ADSP Functional Genomics Consortium

Functional interpretation of genetic variations has been challenging and remains a persistent bottleneck in genetic studies of complex diseases, hindering the discovery of targets for biomarkers and treatments. In 2020, NIA launched the ADSP Functional Genomics Initiative (RFA-AG-21-006) to strengthen the translational pathways leading from genetic variations to potential targets. This initiative takes a multipronged team-science strategy and applies large-scale, high-throughput genome-wide approaches to systematically discover and characterize functional genomic elements and elucidate and validate their functional roles and mechanisms of action underpinning the heterogeneity, pathogenesis, and progression of Alzheimer’s disease and related dementias.

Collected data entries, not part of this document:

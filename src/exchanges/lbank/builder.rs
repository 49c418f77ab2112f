use crate::core::config::{AdapterOptionsPatch, ExchangeConfig, Merge};
use crate::core::errors::ExchangeError;
use crate::core::kernel::{ReqwestRest, RestClient, RestClientBuilder, RestClientConfig};
use crate::exchanges::lbank::connector::LbankConnector;
use crate::exchanges::lbank::rest::LbankRest;
use crate::exchanges::lbank::signer::LbankSigner;
use crate::exchanges::lbank::types::{lbank_descriptor, LBANK_API_URL, LBANK_CONTRACT_URL};
use std::sync::Arc;

/// Builder for creating LBank exchange connectors
///
/// The secret may be an HMAC key or a base64 RSA private key; the signer
/// picks the method from its length.
pub struct LbankBuilder {
    config: ExchangeConfig,
    options: AdapterOptionsPatch,
    rest_timeout: u64,
    rest_max_retries: u32,
}

impl Default for LbankBuilder {
    fn default() -> Self {
        Self::new()
    }
}

impl LbankBuilder {
    /// Create a new `LbankBuilder` with default settings
    pub fn new() -> Self {
        Self {
            config: ExchangeConfig::read_only(),
            options: AdapterOptionsPatch::default(),
            rest_timeout: 30,
            rest_max_retries: 3,
        }
    }

    /// Set the exchange configuration
    pub fn with_config(mut self, config: ExchangeConfig) -> Self {
        self.config = config;
        self
    }

    /// Set testnet mode
    pub fn with_testnet(mut self, testnet: bool) -> Self {
        self.config.testnet = testnet;
        self
    }

    /// Set API credentials
    pub fn with_credentials(mut self, api_key: String, secret_key: String) -> Self {
        let mut config = ExchangeConfig::new(api_key, secret_key).testnet(self.config.testnet);
        config.base_url = self.config.base_url.take();
        self.config = config;
        self
    }

    /// Set base URL for REST API
    pub fn with_base_url(mut self, base_url: String) -> Self {
        self.config.base_url = Some(base_url);
        self
    }

    /// Override adapter options such as network aliases
    pub fn with_options(mut self, options: AdapterOptionsPatch) -> Self {
        self.options = options;
        self
    }

    /// Set REST client timeout
    pub fn with_rest_timeout(mut self, timeout: u64) -> Self {
        self.rest_timeout = timeout;
        self
    }

    /// Set REST client maximum retries
    pub fn with_rest_max_retries(mut self, retries: u32) -> Self {
        self.rest_max_retries = retries;
        self
    }

    /// Build a connector on the default reqwest transport
    pub fn build(self) -> Result<LbankConnector<ReqwestRest>, ExchangeError> {
        let rest_config = RestClientConfig::new("lbank".to_string())
            .with_timeout(self.rest_timeout)
            .with_max_retries(self.rest_max_retries)
            .with_rate_limit_ms(lbank_descriptor().rate_limit_ms);
        let rest = RestClientBuilder::new(rest_config).build()?;
        Ok(self.build_with_client(rest))
    }

    /// Build a connector on a caller-supplied transport
    pub fn build_with_client<R: RestClient + Clone>(self, rest_client: R) -> LbankConnector<R> {
        let mut descriptor = lbank_descriptor();
        descriptor.options.merge(self.options);

        // LBank has no sandbox; a base URL override applies to the spot host.
        let rest_url = self
            .config
            .base_url
            .clone()
            .unwrap_or_else(|| LBANK_API_URL.to_string());
        let contract_url = descriptor
            .urls
            .get("contract")
            .cloned()
            .unwrap_or_else(|| LBANK_CONTRACT_URL.to_string());

        let cache_pem = descriptor.options.cache_secret_as_pem;
        let signer = self.config.has_credentials().then(|| {
            Arc::new(LbankSigner::new(
                self.config.api_key().to_string(),
                self.config.secret_key().to_string(),
                cache_pem,
            ))
        });

        LbankConnector::new(LbankRest::new(
            rest_client,
            rest_url,
            contract_url,
            signer,
            Arc::new(descriptor),
        ))
    }
}

/// Create an LBank connector from a configuration
pub fn build_connector(config: ExchangeConfig) -> Result<LbankConnector<ReqwestRest>, ExchangeError> {
    LbankBuilder::new().with_config(config).build()
}

#[cfg(test)]
mod tests {
    use super::*;
    use crate::core::traits::ExchangeConnector;

    #[test]
    fn test_build_lbank_connector_without_credentials() {
        let result = build_connector(ExchangeConfig::read_only());
        assert!(result.is_ok());
    }

    #[test]
    fn test_lbank_builder_with_credentials() {
        let result = LbankBuilder::new()
            .with_credentials("test_key".to_string(), "test_secret".to_string())
            .with_rest_timeout(60)
            .with_rest_max_retries(5)
            .build();
        assert!(result.is_ok());
    }

    #[test]
    fn test_lbank_builder_merges_options() {
        let connector = LbankBuilder::new()
            .with_options(AdapterOptionsPatch {
                default_network: Some("ERC20".to_string()),
                create_market_buy_order_requires_price: Some(false),
                ..AdapterOptionsPatch::default()
            })
            .build()
            .unwrap();
        let options = &connector.descriptor().options;
        assert_eq!(options.default_network.as_deref(), Some("ERC20"));
        assert!(!options.create_market_buy_order_requires_price);
        assert!(options.cache_secret_as_pem);
        assert_eq!(options.networks.get("TRX").map(String::as_str), Some("trc20"));
    }
}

NIA awarded six projects responding to RFA-AG-21-006. These awards were made in July 2021.

ADSP Functional Genomics Consortium Projects
Project Title Contact Principal Investigator
Alzheimer’s variants: Propagation of shared functional changes across cellular networks (U01AG072572) Philip L. De Jager, Columbia University Health Sciences
Multi-omic functional assessment of novel AD variants using high-throughput and single-cell technologies (U01AG072573) Thomas J. Montine, Stanford University
Functional genomic dissection of Alzheimer’s disease in humans and drosophila models (U01AG072439) Joshua M. Shulman, Baylor College of Medicine
Investigating the functional impact of AD risk genes on neurovascular interactions (U01AG072464) Sally Temple, Regenerative Research Foundation
Functional genomic studies in diverse populations to characterize risk loci for Alzheimer Disease (U01AG072579) Jeffery M. Vance, University of Miami School of Medicine
Circular RNAs and their interactions with RNA-binding proteins to modulate AD-related neuropathology (U01AG072577) Xiaoling Zhang, Boston University Medical Campus

These six awards comprise the core projects of the new ADSP Functional Genomics Consortium. The Consortium aims to elucidate the causal path linking AD/ADRD associated alleles to disease susceptibility by characterizing the impact of DNA sequence variants on the regulation and function of genes (e.g., altered expression and/or protein function), defining how these variants interact with one another, and understanding their molecular, cellular and tissue impact on nervous system health. The Functional Genomics Consortium will coordinate efforts to identify the causal elements, genes and pathways, and the specific cell types and contexts in which they act to modulate disease risk, onset, or progression, for a better understanding of disease biology and the generation of novel therapeutic modalities. The Consortium will work with the Accelerating Medicines Partnership® Alzheimer’s Disease (AMP AD) through complementary approaches to accelerate the identification of therapeutic targets to inform precision medicine for AD/ADRD.

Functional genomic studies span a continuum of high-throughput genome-scale approaches to more granular, in-depth investigations of specific genes and variants and can involve a broad range of computational and experimental strategies. The omic datasets, computational tools, and cellular and animal models developed by the Consortium will be made available to the larger scientific community.

The xQTL Project

The xQTL project, a collaborative effort across the Functional Genomics Consortium, is designed to generate a reference map of Alzheimer’s-related quantitative trait loci (QTLs) to determine the effect of genetic variation on molecular traits. The multi-omic approach will enable mapping the propagation of functional consequences of each variant, which will help identify the causal gene(s) in each locus as well as novel biomarkers and therapeutic targets. The project builds on existing datasets from multiple omics layers including bulk and single cell transcriptomics, epigenomics, proteomics, lipidomics, and metabolomics, and from multiple tissues including brain, CSF, and plasma. This xQTL reference map will be made available to the general scientific community in 2022.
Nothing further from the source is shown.